→ YOUR ASSIGNMENT
Scan the entries below for the word "push". Copy each line that has it.
DATASET START
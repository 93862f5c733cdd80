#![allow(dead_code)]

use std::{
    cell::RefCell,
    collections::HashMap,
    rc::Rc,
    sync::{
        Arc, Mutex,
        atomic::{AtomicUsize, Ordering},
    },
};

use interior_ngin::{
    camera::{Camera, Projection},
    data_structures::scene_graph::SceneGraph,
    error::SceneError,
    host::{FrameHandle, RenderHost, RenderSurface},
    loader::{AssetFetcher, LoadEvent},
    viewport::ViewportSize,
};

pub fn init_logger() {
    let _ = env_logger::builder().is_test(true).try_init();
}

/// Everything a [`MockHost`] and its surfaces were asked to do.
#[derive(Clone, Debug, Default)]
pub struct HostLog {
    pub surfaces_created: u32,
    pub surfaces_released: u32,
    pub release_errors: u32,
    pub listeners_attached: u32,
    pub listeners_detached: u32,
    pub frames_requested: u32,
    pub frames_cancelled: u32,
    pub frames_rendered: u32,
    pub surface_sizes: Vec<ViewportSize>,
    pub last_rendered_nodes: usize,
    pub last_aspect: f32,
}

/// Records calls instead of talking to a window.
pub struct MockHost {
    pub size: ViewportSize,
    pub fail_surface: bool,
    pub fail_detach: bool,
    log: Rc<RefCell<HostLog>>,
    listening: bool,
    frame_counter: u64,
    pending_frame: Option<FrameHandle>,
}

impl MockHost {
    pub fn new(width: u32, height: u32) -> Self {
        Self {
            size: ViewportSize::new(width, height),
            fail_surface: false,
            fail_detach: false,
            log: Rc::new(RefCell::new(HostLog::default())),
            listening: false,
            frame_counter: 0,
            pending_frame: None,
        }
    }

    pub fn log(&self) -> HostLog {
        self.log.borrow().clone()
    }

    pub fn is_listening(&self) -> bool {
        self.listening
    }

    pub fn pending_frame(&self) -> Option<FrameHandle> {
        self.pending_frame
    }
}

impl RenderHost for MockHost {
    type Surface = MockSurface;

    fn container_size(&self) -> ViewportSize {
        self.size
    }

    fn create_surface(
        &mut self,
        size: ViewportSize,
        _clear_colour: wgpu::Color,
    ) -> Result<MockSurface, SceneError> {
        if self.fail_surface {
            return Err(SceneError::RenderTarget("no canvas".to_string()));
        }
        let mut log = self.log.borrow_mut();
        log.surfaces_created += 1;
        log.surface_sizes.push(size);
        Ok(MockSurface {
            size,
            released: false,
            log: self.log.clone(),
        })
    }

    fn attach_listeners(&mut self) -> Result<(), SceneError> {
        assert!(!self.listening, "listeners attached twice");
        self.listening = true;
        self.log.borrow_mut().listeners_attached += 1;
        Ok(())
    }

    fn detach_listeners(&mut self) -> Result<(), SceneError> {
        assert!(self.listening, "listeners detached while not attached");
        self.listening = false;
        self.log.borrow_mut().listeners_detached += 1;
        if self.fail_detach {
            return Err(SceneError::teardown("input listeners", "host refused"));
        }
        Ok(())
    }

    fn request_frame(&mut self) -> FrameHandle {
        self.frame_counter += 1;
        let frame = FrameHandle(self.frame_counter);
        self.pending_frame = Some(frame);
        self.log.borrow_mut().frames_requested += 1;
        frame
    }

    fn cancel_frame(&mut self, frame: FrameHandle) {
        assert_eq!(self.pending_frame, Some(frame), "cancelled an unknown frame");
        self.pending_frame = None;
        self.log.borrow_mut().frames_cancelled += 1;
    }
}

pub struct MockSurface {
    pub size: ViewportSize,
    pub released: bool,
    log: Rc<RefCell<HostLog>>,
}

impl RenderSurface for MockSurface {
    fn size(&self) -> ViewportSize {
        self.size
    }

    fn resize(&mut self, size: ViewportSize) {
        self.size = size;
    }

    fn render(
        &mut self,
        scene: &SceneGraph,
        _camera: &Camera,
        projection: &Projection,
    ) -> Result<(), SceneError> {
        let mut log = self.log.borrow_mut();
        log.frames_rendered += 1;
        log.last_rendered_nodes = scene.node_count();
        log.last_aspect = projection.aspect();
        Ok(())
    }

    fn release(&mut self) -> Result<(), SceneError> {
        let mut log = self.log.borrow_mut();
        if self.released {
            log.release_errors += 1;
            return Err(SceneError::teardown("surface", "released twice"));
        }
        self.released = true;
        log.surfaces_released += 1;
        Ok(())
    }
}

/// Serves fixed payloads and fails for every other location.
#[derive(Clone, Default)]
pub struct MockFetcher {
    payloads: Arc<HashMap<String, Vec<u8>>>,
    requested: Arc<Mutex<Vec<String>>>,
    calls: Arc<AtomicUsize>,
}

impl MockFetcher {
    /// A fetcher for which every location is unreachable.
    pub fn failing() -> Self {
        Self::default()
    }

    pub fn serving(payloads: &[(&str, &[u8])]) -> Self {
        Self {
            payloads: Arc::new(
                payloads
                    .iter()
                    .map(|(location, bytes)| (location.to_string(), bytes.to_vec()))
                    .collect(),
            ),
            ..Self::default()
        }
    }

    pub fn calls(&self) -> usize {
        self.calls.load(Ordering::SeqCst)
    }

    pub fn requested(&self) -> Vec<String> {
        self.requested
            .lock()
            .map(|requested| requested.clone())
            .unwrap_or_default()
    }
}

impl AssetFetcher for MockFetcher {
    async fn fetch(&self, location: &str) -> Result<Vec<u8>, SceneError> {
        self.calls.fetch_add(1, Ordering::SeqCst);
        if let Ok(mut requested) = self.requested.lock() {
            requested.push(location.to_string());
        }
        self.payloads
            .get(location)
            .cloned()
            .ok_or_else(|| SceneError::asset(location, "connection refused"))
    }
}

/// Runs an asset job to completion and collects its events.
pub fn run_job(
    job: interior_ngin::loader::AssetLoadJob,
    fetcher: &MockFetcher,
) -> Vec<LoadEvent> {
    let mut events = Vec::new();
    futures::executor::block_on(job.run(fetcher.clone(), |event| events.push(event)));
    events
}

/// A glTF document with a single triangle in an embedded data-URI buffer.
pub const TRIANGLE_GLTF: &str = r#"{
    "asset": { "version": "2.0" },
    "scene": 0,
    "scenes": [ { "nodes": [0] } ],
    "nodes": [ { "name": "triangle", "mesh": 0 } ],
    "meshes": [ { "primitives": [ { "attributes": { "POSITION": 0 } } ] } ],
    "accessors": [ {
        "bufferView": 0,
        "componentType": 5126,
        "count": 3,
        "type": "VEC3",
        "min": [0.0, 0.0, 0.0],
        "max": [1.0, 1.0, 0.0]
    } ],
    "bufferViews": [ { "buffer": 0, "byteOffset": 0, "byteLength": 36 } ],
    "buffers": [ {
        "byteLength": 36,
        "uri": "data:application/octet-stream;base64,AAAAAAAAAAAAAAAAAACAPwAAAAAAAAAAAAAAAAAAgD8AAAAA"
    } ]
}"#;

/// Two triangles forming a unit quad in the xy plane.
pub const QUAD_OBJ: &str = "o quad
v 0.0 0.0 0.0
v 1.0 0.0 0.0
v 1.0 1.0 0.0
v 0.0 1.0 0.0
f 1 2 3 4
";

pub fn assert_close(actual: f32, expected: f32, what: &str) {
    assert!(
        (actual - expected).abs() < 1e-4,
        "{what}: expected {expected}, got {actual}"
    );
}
DATASET END
→ SOLVED PROBLEM
        log.surface_sizes.push(size);
            requested.push(location.to_string());
    futures::executor::block_on(job.run(fetcher.clone(), |event| events.push(event)));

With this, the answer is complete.